Exercise prompt: Once the records below have been read, copy them all out exactly.

====================

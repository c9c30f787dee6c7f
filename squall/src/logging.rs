use tracing_subscriber::EnvFilter;

use crate::cli::LogArgs;

/// Install the stderr log subscriber. `RUST_LOG` wins over the verbosity flags.
pub(crate) fn init(args: &LogArgs) {
    let filter =
        EnvFilter::try_from_default_env().unwrap_or_else(|_| EnvFilter::new(args.level()));

    // Progress bars and JSON lines own stdout; logs always go to stderr.
    let _ = tracing_subscriber::fmt()
        .with_env_filter(filter)
        .with_target(false)
        .with_thread_names(true)
        .with_writer(std::io::stderr)
        .try_init();
}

====================

Solution to this problem:
repository c9c30f787dee6c7f
filename squall/src/logging.rs
use tracing_subscriber::EnvFilter;

use crate::cli::LogArgs;

/// Install the stderr log subscriber. `RUST_LOG` wins over the verbosity flags.
pub(crate) fn init(args: &LogArgs) {
    let filter =
        EnvFilter::try_from_default_env().unwrap_or_else(|_| EnvFilter::new(args.level()));

    // Progress bars and JSON lines own stdout; logs always go to stderr.
    let _ = tracing_subscriber::fmt()
        .with_env_filter(filter)
        .with_target(false)
        .with_thread_names(true)
        .with_writer(std::io::stderr)
        .try_init();
}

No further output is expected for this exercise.